No proszę Cię...To szereg węzadełek w mózgu, które czasem mogą też zanikać. Bo chyba wcześniej wspomniałam te węzadełka. Nie ty panujesz nad uczuciami, a receptorki zapierniczające po mózgowszu. Owszem masz "władzę" nad pewnymi odruchami, czyli jeśli jesteś załóżmy zdenerwowana nie musisz tego okazywać, ale czułaś to zdenerwowanie mimo, że stłumiłaś je w sobie. Nie zdecydowałaś, że chcesz je czuć.

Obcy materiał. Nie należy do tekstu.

// Copyright (c) 2023 Alibaba Cloud
//
// SPDX-License-Identifier: Apache-2.0
//

//! APIs for symmetric keys

use anyhow::{bail, Result};
use serde::{Deserialize, Serialize};

use crate::rust::*;

/// Key size shared by every supported wrap type.
pub const AES_256_KEY_LENGTH: usize = 32;

/// Encryption algorithm used to wrap the private layer options of an
/// encrypted image, or the payload of a KBS resource response.
#[derive(EnumString, AsRefStr, Serialize, Deserialize, PartialEq, Eq, Debug, Clone, Copy, Default)]
pub enum WrapType {
    /// The serialized name follows 5.2.6 section
    /// <https://www.rfc-editor.org/rfc/inline-errata/rfc7518.html>
    #[default]
    #[strum(serialize = "A256GCM")]
    #[serde(rename = "A256GCM")]
    Aes256Gcm,

    /// Not AEAD. Only accepted for unwrapping legacy annotations.
    #[strum(serialize = "A256CTR")]
    #[serde(rename = "A256CTR")]
    Aes256Ctr,
}

impl WrapType {
    pub fn iv_length(&self) -> usize {
        match self {
            WrapType::Aes256Gcm => aes256gcm::NONCE_LENGTH,
            WrapType::Aes256Ctr => aes256ctr::IV_LENGTH,
        }
    }
}

fn check_lengths(key: &[u8], iv: &[u8], wrap_type: WrapType) -> Result<()> {
    if key.len() != AES_256_KEY_LENGTH {
        bail!(
            "{} requires a {AES_256_KEY_LENGTH} byte key, got {} bytes",
            wrap_type.as_ref(),
            key.len()
        );
    }

    if iv.len() != wrap_type.iv_length() {
        bail!(
            "{} requires a {} byte iv, got {} bytes",
            wrap_type.as_ref(),
            wrap_type.iv_length(),
            iv.len()
        );
    }

    Ok(())
}

/// Decrypt the given `ciphertext`.
/// Note:
/// - IV length for A256GCM: 12 bytes
/// - IV length for A256CTR: 16 bytes
pub fn decrypt(key: &[u8], ciphertext: &[u8], iv: &[u8], wrap_type: WrapType) -> Result<Vec<u8>> {
    check_lengths(key, iv, wrap_type)?;
    match wrap_type {
        WrapType::Aes256Gcm => aes256gcm::decrypt(key, ciphertext, iv),
        WrapType::Aes256Ctr => aes256ctr::decrypt(key, ciphertext, iv),
    }
}

/// Encrypt the given `plaintext`. IV lengths follow [`decrypt`].
pub fn encrypt(key: &[u8], plaintext: &[u8], iv: &[u8], wrap_type: WrapType) -> Result<Vec<u8>> {
    check_lengths(key, iv, wrap_type)?;
    match wrap_type {
        WrapType::Aes256Gcm => aes256gcm::encrypt(key, plaintext, iv),
        WrapType::Aes256Ctr => aes256ctr::encrypt(key, plaintext, iv),
    }
}

/// Decrypt the given `ciphertext` with a detached authentication `tag`.
pub fn decrypt_aead(
    key: &[u8],
    ciphertext: &[u8],
    iv: &[u8],
    aad: &[u8],
    tag: &[u8],
    wrap_type: WrapType,
) -> Result<Vec<u8>> {
    check_lengths(key, iv, wrap_type)?;
    match wrap_type {
        WrapType::Aes256Gcm => {
            aes256gcm::decrypt_with_aad_detached_tag(key, ciphertext, iv, aad, tag)
        }
        others => bail!("Algorithm {} is not an AEAD algorithm.", others.as_ref()),
    }
}

pub struct AeadCipher {
    pub tag: Vec<u8>,
    pub ciphertext: Vec<u8>,
}

pub fn encrypt_aead(
    key: &[u8],
    plaintext: &[u8],
    iv: &[u8],
    aad: &[u8],
    wrap_type: WrapType,
) -> Result<AeadCipher> {
    check_lengths(key, iv, wrap_type)?;
    match wrap_type {
        WrapType::Aes256Gcm => aes256gcm::encrypt_with_aad_detached_tag(key, plaintext, iv, aad),
        others => bail!("Algorithm {} is not an AEAD algorithm.", others.as_ref()),
    }
}

#[cfg(test)]
mod tests {
    use rstest::rstest;

    use super::*;

    #[rstest]
    #[case(WrapType::Aes256Gcm, 12)]
    #[case(WrapType::Aes256Ctr, 16)]
    fn wrap_round_trip(#[case] wrap_type: WrapType, #[case] iv_len: usize) {
        let key = [7u8; 32];
        let iv = vec![1u8; iv_len];
        let wrapped = encrypt(&key, b"layer options", &iv, wrap_type).unwrap();
        assert_eq!(
            decrypt(&key, &wrapped, &iv, wrap_type).unwrap(),
            b"layer options"
        );
    }

    #[rstest]
    #[case(&[0u8; 16], &[0u8; 12])]
    #[case(&[0u8; 48], &[0u8; 12])]
    #[case(&[0u8; 32], &[0u8; 16])]
    fn rejects_bad_lengths(#[case] key: &[u8], #[case] iv: &[u8]) {
        assert!(decrypt(key, b"whatever", iv, WrapType::Aes256Gcm).is_err());
    }

    #[test]
    fn ctr_is_not_aead() {
        assert!(encrypt_aead(&[0u8; 32], b"x", &[0u8; 16], b"", WrapType::Aes256Ctr).is_err());
    }

    #[test]
    fn wrap_type_names() {
        assert_eq!(WrapType::default().as_ref(), "A256GCM");
        assert_eq!("A256CTR".parse::<WrapType>().unwrap(), WrapType::Aes256Ctr);
        let json: WrapType = serde_json::from_str("\"A256GCM\"").unwrap();
        assert_eq!(json, WrapType::Aes256Gcm);
    }
}
// Copyright (c) 2023 Alibaba Cloud
//
// SPDX-License-Identifier: Apache-2.0
//

//! # KBS Client
//!
//! One client serves both attestation models. Which one is used is decided
//! per fetch from the modes the KBS advertises in its auth challenge, before
//! any evidence or resource request is sent:
//! - `rcar_client`: the auth/attest handshake and the background-check flow,
//!   where the resource is read on the attested cookie session.
//! - `token_client`: the passport flow, where an issuer exchanges evidence
//!   for a token that is redeemed at the resource endpoint.

pub mod rcar_client;
pub mod token_client;

use std::fmt;

use log::{debug, info};
use resource_uri::ResourceUri;

use crate::{
    evidence_provider::EvidenceProvider,
    keypair::TeeKeyPair,
    retry::RetryPolicy,
    token::Token,
    types::{ErrorInformation, ProtocolMode, RawKeyResponse, Response},
    Error, Result,
};

pub const KBS_PROTOCOL_VERSION: &str = "0.4.0";

pub const KBS_PREFIX: &str = "kbs/v0";

/// This Client is used to connect to the remote KBS.
pub struct KbsClient {
    pub(crate) provider: Box<dyn EvidenceProvider>,

    /// The asymmetric key pair inside the TEE
    pub(crate) tee_key: TeeKeyPair,

    /// Http client, with a cookie store for the attested session
    pub(crate) http_client: reqwest::Client,

    /// KBS Host URL
    pub(crate) kbs_host_url: String,

    /// Passport token issuer, the KBS itself when unset
    pub(crate) token_issuer_url: Option<String>,

    pub(crate) preferred_mode: Option<ProtocolMode>,

    pub(crate) retry: RetryPolicy,
}

#[derive(Debug, Clone, Copy, PartialEq, Eq)]
pub(crate) enum Stage {
    Auth,
    Attest,
    Resource,
}

impl fmt::Display for Stage {
    fn fmt(&self, f: &mut fmt::Formatter<'_>) -> fmt::Result {
        match self {
            Stage::Auth => write!(f, "auth"),
            Stage::Attest => write!(f, "attest"),
            Stage::Resource => write!(f, "resource"),
        }
    }
}

/// Pick the protocol mode for this fetch. A preference the KBS does not
/// advertise is a configuration error, never a reason to try it anyway.
pub fn resolve_mode(
    preferred: Option<ProtocolMode>,
    advertised: &[ProtocolMode],
) -> Result<ProtocolMode> {
    match preferred {
        Some(mode) if advertised.contains(&mode) => Ok(mode),
        Some(mode) => Err(Error::ProtocolModeMismatch {
            requested: mode,
            advertised: advertised.to_vec(),
        }),
        None => advertised
            .first()
            .copied()
            .ok_or_else(|| Error::KbsInternalError("KBS advertises no attestation mode".into())),
    }
}

/// Map a non-200 answer of the KBS to the error taxonomy.
pub(crate) async fn error_from_response(
    stage: Stage,
    endpoint: &str,
    res: reqwest::Response,
) -> Error {
    let status = res.status();
    let body = res.text().await.unwrap_or_default();
    let info = match serde_json::from_str::<ErrorInformation>(&body) {
        Ok(e) if !e.detail.is_empty() => format!("{} ({})", e.detail, e.error_type),
        _ => body,
    };

    match status {
        reqwest::StatusCode::UNAUTHORIZED | reqwest::StatusCode::FORBIDDEN => {
            Error::AttestationRejected {
                endpoint: endpoint.to_string(),
                info: format!("{status} on {stage}: {info}"),
            }
        }
        reqwest::StatusCode::NOT_FOUND if stage == Stage::Resource => {
            Error::ResourceNotFound(format!("{endpoint}: {info}"))
        }
        reqwest::StatusCode::REQUEST_TIMEOUT
        | reqwest::StatusCode::TOO_MANY_REQUESTS
        | reqwest::StatusCode::BAD_GATEWAY
        | reqwest::StatusCode::SERVICE_UNAVAILABLE
        | reqwest::StatusCode::GATEWAY_TIMEOUT => {
            Error::NetworkTransient(format!("{stage} request to {endpoint} answered {status}"))
        }
        _ => Error::KbsInternalError(format!(
            "{stage} request to {endpoint} answered {status}: {info}"
        )),
    }
}

impl KbsClient {
    pub fn kbs_host_url(&self) -> &str {
        &self.kbs_host_url
    }

    /// Attest and fetch `resource_uri`. The whole exchange is retried on
    /// transient network failures, each attempt with fresh evidence bound
    /// to a fresh nonce.
    pub async fn fetch_resource(&self, resource_uri: &ResourceUri) -> Result<RawKeyResponse> {
        let resource = self
            .retry
            .run("KBS resource fetch", move || {
                self.fetch_resource_once(resource_uri)
            })
            .await?;

        info!("KBS released {resource_uri} ({} bytes)", resource.len());
        Ok(resource)
    }

    async fn fetch_resource_once(&self, resource_uri: &ResourceUri) -> Result<RawKeyResponse> {
        let challenge = self.auth(&self.kbs_host_url).await?;
        let advertised = challenge.attestation_modes()?;
        let mode = resolve_mode(self.preferred_mode, &advertised)?;
        debug!("KBS advertises {advertised:?}, using {mode}");

        match mode {
            ProtocolMode::BackgroundCheck => {
                self.attest(&self.kbs_host_url, challenge).await?;
                self.get_resource(resource_uri, None).await
            }
            ProtocolMode::Passport => {
                let token = self.passport_token(challenge, &advertised).await?;
                self.get_resource(resource_uri, Some(&token)).await
            }
        }
    }

    /// Read a resource from the KBS, on the attested session or with a
    /// passport token.
    pub(crate) async fn get_resource(
        &self,
        resource_uri: &ResourceUri,
        token: Option<&Token>,
    ) -> Result<RawKeyResponse> {
        let endpoint = format!(
            "{}/{KBS_PREFIX}/resource/{}",
            self.kbs_host_url,
            resource_uri.resource_path()
        );

        let mut request = self.http_client.get(&endpoint);
        if let Some(token) = token {
            request = request.bearer_auth(&token.content);
        }

        let res = request.send().await?;
        if res.status() != reqwest::StatusCode::OK {
            return Err(error_from_response(Stage::Resource, &endpoint, res).await);
        }

        let body = res.bytes().await?;
        if body.is_empty() {
            return Err(Error::EmptyResource(resource_uri.to_string()));
        }

        let response: Response = serde_json::from_slice(&body)
            .map_err(|e| Error::KbsResponseDeserializationFailed(e.to_string()))?;
        let payload = self
            .tee_key
            .decrypt_response(response)
            .map_err(|e| Error::DecryptResponseFailed(format!("{e:#}")))?;

        RawKeyResponse::new(&resource_uri.to_string(), payload)
    }
}

#[cfg(test)]
mod tests {
    use rstest::rstest;

    use super::resolve_mode;
    use crate::{types::ProtocolMode::*, Error};

    #[rstest]
    #[case(None, vec![BackgroundCheck], BackgroundCheck)]
    #[case(None, vec![Passport, BackgroundCheck], Passport)]
    #[case(Some(BackgroundCheck), vec![Passport, BackgroundCheck], BackgroundCheck)]
    #[case(Some(Passport), vec![Passport], Passport)]
    fn mode_resolution(
        #[case] preferred: Option<crate::types::ProtocolMode>,
        #[case] advertised: Vec<crate::types::ProtocolMode>,
        #[case] expected: crate::types::ProtocolMode,
    ) {
        assert_eq!(resolve_mode(preferred, &advertised).unwrap(), expected);
    }

    #[test]
    fn unadvertised_preference_is_a_mismatch() {
        let err = resolve_mode(Some(Passport), &[BackgroundCheck]).unwrap_err();
        match err {
            Error::ProtocolModeMismatch {
                requested,
                advertised,
            } => {
                assert_eq!(requested, Passport);
                assert_eq!(advertised, vec![BackgroundCheck]);
            }
            other => panic!("unexpected error {other}"),
        }
    }
}
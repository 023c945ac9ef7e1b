// Copyright (c) 2024 Alibaba Cloud
//
// SPDX-License-Identifier: Apache-2.0
//

#![allow(dead_code)]

use std::{
    collections::HashMap,
    os::unix::process::ExitStatusExt,
    path::Path,
    process::ExitStatus,
    sync::{
        atomic::{AtomicUsize, Ordering},
        Arc, Mutex,
    },
    time::Duration,
};

use async_compression::tokio::write::GzipEncoder;
use async_trait::async_trait;
use oci_client::manifest::{OciDescriptor, OciImageManifest};
use resource_uri::ResourceUri;
use serde_json::json;
use sha2::{Digest, Sha256};
use tee_wasm_runner::{
    engine::{ExecutionOutput, Invocation, WasmEngine},
    error::{ManifestError, Result},
    layer_crypto::encrypt_layer,
    registry::{ImageRegistry, PulledManifest},
};
use tokio::io::{AsyncWrite, AsyncWriteExt};

/// `(module (func (export "add") (param i32 i32) (result i32) local.get 0 local.get 1 i32.add))`
pub const WASM_ADD: &[u8] = &[
    0x00, 0x61, 0x73, 0x6d, 0x01, 0x00, 0x00, 0x00, 0x01, 0x07, 0x01, 0x60, 0x02, 0x7f, 0x7f,
    0x01, 0x7f, 0x03, 0x02, 0x01, 0x00, 0x07, 0x07, 0x01, 0x03, 0x61, 0x64, 0x64, 0x00, 0x00,
    0x0a, 0x09, 0x01, 0x07, 0x00, 0x20, 0x00, 0x20, 0x01, 0x6a, 0x0b,
];

pub const KEK: [u8; 32] = [
    0x3c, 0x9a, 0x51, 0x07, 0xe2, 0x44, 0x8b, 0x10, 0x6f, 0xd1, 0x22, 0x95, 0x0e, 0xb7, 0x73, 0x48,
    0xa0, 0x19, 0x5e, 0xc4, 0x2d, 0x8f, 0x61, 0x3b, 0x97, 0x04, 0xfa, 0x3e, 0x58, 0xcb, 0x16, 0x2f,
];

pub const WASM_LAYER: &str = "application/vnd.wasm.content.layer.v1+wasm";
pub const WASM_CONFIG: &str = "application/vnd.wasm.config.v0+json";
pub const OCI_CONFIG: &str = "application/vnd.oci.image.config.v1+json";
pub const TAR_GZIP_LAYER: &str = "application/vnd.oci.image.layer.v1.tar+gzip";
pub const ENCRYPTED_SUFFIX: &str = "+encrypted";

pub fn sha256(data: &[u8]) -> String {
    format!("sha256:{:x}", Sha256::digest(data))
}

pub fn kid() -> ResourceUri {
    ResourceUri::from_resource_path("default/key/wasm-add").unwrap()
}

/// A layer descriptor and its blob.
pub struct Layer {
    pub descriptor: OciDescriptor,
    pub blob: Vec<u8>,
    /// Digest of the uncompressed plaintext, for the config diff_ids.
    pub diff_id: String,
}

pub fn plain_layer(media_type: &str, blob: Vec<u8>, diff_id: String) -> Layer {
    Layer {
        descriptor: OciDescriptor {
            media_type: media_type.to_string(),
            digest: sha256(&blob),
            size: blob.len() as i64,
            ..Default::default()
        },
        blob,
        diff_id,
    }
}

pub fn encrypted_layer(media_type: &str, plaintext: Vec<u8>, diff_id: String) -> Layer {
    let (ciphertext, annotations) = encrypt_layer(&KEK, &kid(), &plaintext).unwrap();
    let mut layer = plain_layer(&format!("{media_type}{ENCRYPTED_SUFFIX}"), ciphertext, diff_id);
    layer.descriptor.annotations = Some(annotations.into_iter().collect());
    layer
}

pub fn wasm_layer(module: &[u8]) -> Layer {
    plain_layer(WASM_LAYER, module.to_vec(), sha256(module))
}

pub fn encrypted_wasm_layer(module: &[u8]) -> Layer {
    encrypted_layer(WASM_LAYER, module.to_vec(), sha256(module))
}

pub async fn tar(files: &[(&str, &[u8])]) -> Vec<u8> {
    let mut builder = tokio_tar::Builder::new(Vec::new());
    for (name, data) in files {
        let mut header = tokio_tar::Header::new_gnu();
        header.set_size(data.len() as u64);
        header.set_mode(0o644);
        header.set_uid(0);
        header.set_gid(0);
        header.set_cksum();
        builder.append_data(&mut header, name, *data).await.unwrap();
    }
    builder.into_inner().await.unwrap()
}

pub async fn gzip(data: &[u8]) -> Vec<u8> {
    let mut encoder = GzipEncoder::new(Vec::new());
    encoder.write_all(data).await.unwrap();
    encoder.shutdown().await.unwrap();
    encoder.into_inner()
}

/// A gzip tar layer holding `files`, encrypted when asked to.
pub async fn tar_gzip_layer(files: &[(&str, &[u8])], encrypted: bool) -> Layer {
    let tar = tar(files).await;
    let diff_id = sha256(&tar);
    let blob = gzip(&tar).await;
    if encrypted {
        encrypted_layer(TAR_GZIP_LAYER, blob, diff_id)
    } else {
        plain_layer(TAR_GZIP_LAYER, blob, diff_id)
    }
}

pub fn config_with_diff_ids(layers: &[Layer]) -> Vec<u8> {
    json!({
        "architecture": "wasm",
        "os": "wasip1",
        "rootfs": {
            "type": "layers",
            "diff_ids": layers.iter().map(|l| l.diff_id.clone()).collect::<Vec<_>>(),
        }
    })
    .to_string()
    .into_bytes()
}

#[derive(Default)]
pub struct InMemoryRegistry {
    images: HashMap<String, PulledManifest>,
    blobs: HashMap<String, Vec<u8>>,
    blob_pulls: AtomicUsize,
    delay: Option<Duration>,
}

impl InMemoryRegistry {
    pub fn push(&mut self, reference: &str, config_media_type: &str, config: Vec<u8>, layers: Vec<Layer>) {
        let manifest = OciImageManifest {
            config: OciDescriptor {
                media_type: config_media_type.to_string(),
                digest: sha256(&config),
                size: config.len() as i64,
                ..Default::default()
            },
            layers: layers.iter().map(|l| l.descriptor.clone()).collect(),
            ..Default::default()
        };
        for layer in layers {
            self.blobs.insert(layer.descriptor.digest, layer.blob);
        }
        self.images.insert(
            reference.to_string(),
            PulledManifest {
                manifest,
                digest: sha256(reference.as_bytes()),
                config,
            },
        );
    }

    /// Replace the blob stored under `digest`, keeping the descriptor.
    pub fn corrupt_blob(&mut self, digest: &str) {
        if let Some(blob) = self.blobs.get_mut(digest) {
            blob[0] ^= 0xff;
        }
    }

    pub fn with_delay(mut self, delay: Duration) -> Self {
        self.delay = Some(delay);
        self
    }

    pub fn blob_pulls(&self) -> usize {
        self.blob_pulls.load(Ordering::SeqCst)
    }
}

#[async_trait]
impl ImageRegistry for InMemoryRegistry {
    async fn pull_manifest(&self, image_reference: &str) -> std::result::Result<PulledManifest, ManifestError> {
        if let Some(delay) = self.delay {
            tokio::time::sleep(delay).await;
        }
        self.images
            .get(image_reference)
            .cloned()
            .ok_or_else(|| ManifestError::RegistryUnavailable {
                reference: image_reference.to_string(),
                message: "repository name not known to registry".to_string(),
            })
    }

    async fn pull_blob(
        &self,
        _image_reference: &str,
        layer: &OciDescriptor,
        out: &mut (dyn AsyncWrite + Unpin + Send),
    ) -> anyhow::Result<()> {
        self.blob_pulls.fetch_add(1, Ordering::SeqCst);
        let blob = self
            .blobs
            .get(&layer.digest)
            .ok_or_else(|| anyhow::anyhow!("blob unknown to registry"))?;
        // Two writes, so streaming consumers see more than one chunk.
        let (head, tail) = blob.split_at(blob.len() / 2);
        out.write_all(head).await?;
        out.write_all(tail).await?;
        out.flush().await?;
        Ok(())
    }
}

/// What the fake engine saw of one invocation.
#[derive(Debug, Clone)]
pub struct Seen {
    pub invocation: Invocation,
    pub module: Vec<u8>,
    pub sandbox_entries: usize,
}

/// Stands in for a WASM runtime: checks the module is WASM and evaluates
/// `add` itself.
#[derive(Default)]
pub struct FakeEngine {
    seen: Mutex<Vec<Seen>>,
    exit_code: i32,
}

impl FakeEngine {
    pub fn failing(exit_code: i32) -> Self {
        Self {
            exit_code,
            ..Default::default()
        }
    }

    pub fn seen(&self) -> Vec<Seen> {
        self.seen.lock().unwrap().clone()
    }
}

fn exit_status(code: i32) -> ExitStatus {
    ExitStatus::from_raw(code << 8)
}

#[async_trait]
impl WasmEngine for FakeEngine {
    async fn execute(&self, invocation: &Invocation) -> Result<ExecutionOutput> {
        let module = std::fs::read(&invocation.module).unwrap();
        let sandbox_entries = std::fs::read_dir(&invocation.dir).unwrap().count();
        self.seen.lock().unwrap().push(Seen {
            invocation: invocation.clone(),
            module: module.clone(),
            sandbox_entries,
        });

        if self.exit_code != 0 {
            return Ok(ExecutionOutput {
                status: exit_status(self.exit_code),
                stdout: String::new(),
                stderr: "wasm trap: unreachable".to_string(),
            });
        }

        let stdout = match (invocation.function.as_deref(), module.starts_with(b"\0asm")) {
            (_, false) => {
                return Ok(ExecutionOutput {
                    status: exit_status(1),
                    stdout: String::new(),
                    stderr: "not a WASM module".to_string(),
                })
            }
            (Some("add"), true) => {
                let sum: i64 = invocation
                    .args
                    .iter()
                    .map(|a| a.parse::<i64>().unwrap())
                    .sum();
                format!("{sum}\n")
            }
            (_, true) => String::new(),
        };

        Ok(ExecutionOutput {
            status: exit_status(0),
            stdout,
            stderr: String::new(),
        })
    }
}

/// `run-*` directories left in `work_dir`.
pub fn leftover_scopes(work_dir: &Path) -> Vec<String> {
    match std::fs::read_dir(work_dir) {
        Ok(entries) => entries
            .filter_map(|e| e.ok())
            .map(|e| e.file_name().to_string_lossy().into_owned())
            .filter(|name| name.starts_with("run-"))
            .collect(),
        Err(_) => Vec::new(),
    }
}

pub fn shared(registry: InMemoryRegistry) -> Arc<InMemoryRegistry> {
    Arc::new(registry)
}
// Copyright (c) 2022 IBM
//
// SPDX-License-Identifier: Apache-2.0
//

use super::tsm_report::*;
use super::{Attester, TeeEvidence};
use crate::{EvidenceError, Platform, Result};
use base64::Engine;
use serde::{Deserialize, Serialize};
use std::path::Path;

const SNP_REPORT_DATA_SIZE: usize = 64;

// VMPL the report is requested for.
const SNP_PRIVLEVEL: u8 = 0;

const SEV_GUEST_DEVICE: &str = "/dev/sev-guest";

pub fn detect_platform() -> Result<bool> {
    detect_tsm_platform(
        TsmReportProvider::Sev,
        Platform::SevSnp,
        Path::new(SEV_GUEST_DEVICE),
    )
}

#[derive(Serialize, Deserialize)]
struct SnpEvidence {
    /// Base64 encoded attestation report.
    attestation_report: String,
    /// Base64 encoded certificate table, if the host provided one.
    cert_chain: Option<String>,
}

#[derive(Debug, Default)]
pub struct SnpAttester {}

#[async_trait::async_trait]
impl Attester for SnpAttester {
    async fn get_evidence(&self, mut report_data: Vec<u8>) -> Result<TeeEvidence> {
        if report_data.len() > SNP_REPORT_DATA_SIZE {
            return Err(EvidenceError::ReportDataTooLong {
                platform: Platform::SevSnp,
                max: SNP_REPORT_DATA_SIZE,
                actual: report_data.len(),
            });
        }

        report_data.resize(SNP_REPORT_DATA_SIZE, 0);

        let tsm = TsmReportPath::new(TsmReportProvider::Sev)
            .map_err(|e| e.into_evidence_error(Platform::SevSnp))?;
        let report = tsm
            .attestation_report(TsmReportData::Sev(SNP_PRIVLEVEL, report_data))
            .map_err(|e| e.into_evidence_error(Platform::SevSnp))?;
        let certs = tsm
            .supplemental_data()
            .ok()
            .filter(|aux| !aux.is_empty());

        let engine = base64::engine::general_purpose::STANDARD;
        let evidence = SnpEvidence {
            attestation_report: engine.encode(report),
            cert_chain: certs.map(|c| engine.encode(c)),
        };

        Ok(serde_json::to_value(&evidence)?)
    }
}
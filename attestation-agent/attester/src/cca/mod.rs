// Copyright (c) 2023-2024 Arm Ltd.
//
// SPDX-License-Identifier: Apache-2.0
//

use super::tsm_report::*;
use super::{Attester, TeeEvidence};
use crate::{EvidenceError, Platform, Result};
use serde::{Deserialize, Serialize};

const CCA_CHALLENGE_SIZE: usize = 64;

pub fn detect_platform() -> Result<bool> {
    #[cfg(target_arch = "aarch64")]
    return provider_available(TsmReportProvider::Cca, Platform::Cca);
    #[cfg(not(target_arch = "aarch64"))]
    return Ok(false);
}

#[derive(Debug, Default)]
pub struct CcaAttester {}

#[derive(Serialize, Deserialize)]
struct CcaEvidence {
    /// CCA token
    token: Vec<u8>,
}

#[async_trait::async_trait]
impl Attester for CcaAttester {
    async fn get_evidence(&self, mut challenge: Vec<u8>) -> Result<TeeEvidence> {
        if challenge.len() > CCA_CHALLENGE_SIZE {
            return Err(EvidenceError::ReportDataTooLong {
                platform: Platform::Cca,
                max: CCA_CHALLENGE_SIZE,
                actual: challenge.len(),
            });
        }

        challenge.resize(CCA_CHALLENGE_SIZE, 0);
        let token = TsmReportPath::new(TsmReportProvider::Cca)
            .and_then(|tsm| tsm.attestation_report(TsmReportData::Cca(challenge)))
            .map_err(|e| e.into_evidence_error(Platform::Cca))?;

        Ok(serde_json::to_value(&CcaEvidence { token })?)
    }
}
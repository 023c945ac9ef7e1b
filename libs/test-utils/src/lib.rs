// Copyright (c) 2019-2022 Intel Corporation
//
// SPDX-License-Identifier: Apache-2.0

pub mod mock_kbs;

pub use mock_kbs::{MockKbs, MockKbsConfig, ResourceReply};

// Parameters:
//
// 1: expected Result
// 2: actual Result
// 3: string used to identify the test on error
#[macro_export]
macro_rules! assert_result {
    ($expected_result:expr, $actual_result:expr, $msg:expr) => {
        if $expected_result.is_ok() {
            let expected_value = $expected_result.as_ref().unwrap();
            let actual_value = $actual_result.unwrap();
            assert!(*expected_value == actual_value, "{}", $msg);
        } else {
            assert!($actual_result.is_err(), "{}", $msg);

            let expected_error = $expected_result.as_ref().unwrap_err();
            let expected_error_msg = format!("{:?}", expected_error);

            let actual_error_msg = format!("{:?}", $actual_result.unwrap_err());

            assert!(expected_error_msg == actual_error_msg, "{}", $msg);
        }
    };
}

A i co do tej wyższość ludzi nad zwierzętami i rozumiem. Mal ja też kocham cały światek fauny, ale to chyba człowiek budował miasto, tworzył prawo, religie przeróżne, modę, prawda? Człowieczki nie małpeczki, nie pandy, nie pieski. Dlatego powiada się, że ludzie są wyżej od zwierzątek i nie chodzi tu o żadne poniżanie zwierząt, bo wszyscy powinni wiedzieć, że są one mądre. Tak po prostu mądre i człowiek by bez nich nie wytrwał. Ale ten rozum jest też synonimem do mózgu, który człowiek ma bardziej rozwinięty.
Ale dobra, żeby nie odbiegać, co do tych hormonów. Napisałam dlaczego uważa się iż w trakcie ciąży, po porodzie można czuć, czuje się więź z potomstwem. I to nie jest od tak, że ktoś se myśli: ach jak ja lubię dzieci -.-' Nie zmuszam Cię, żebyś podporządkowywała się temu. Myśl co tylko chcesz.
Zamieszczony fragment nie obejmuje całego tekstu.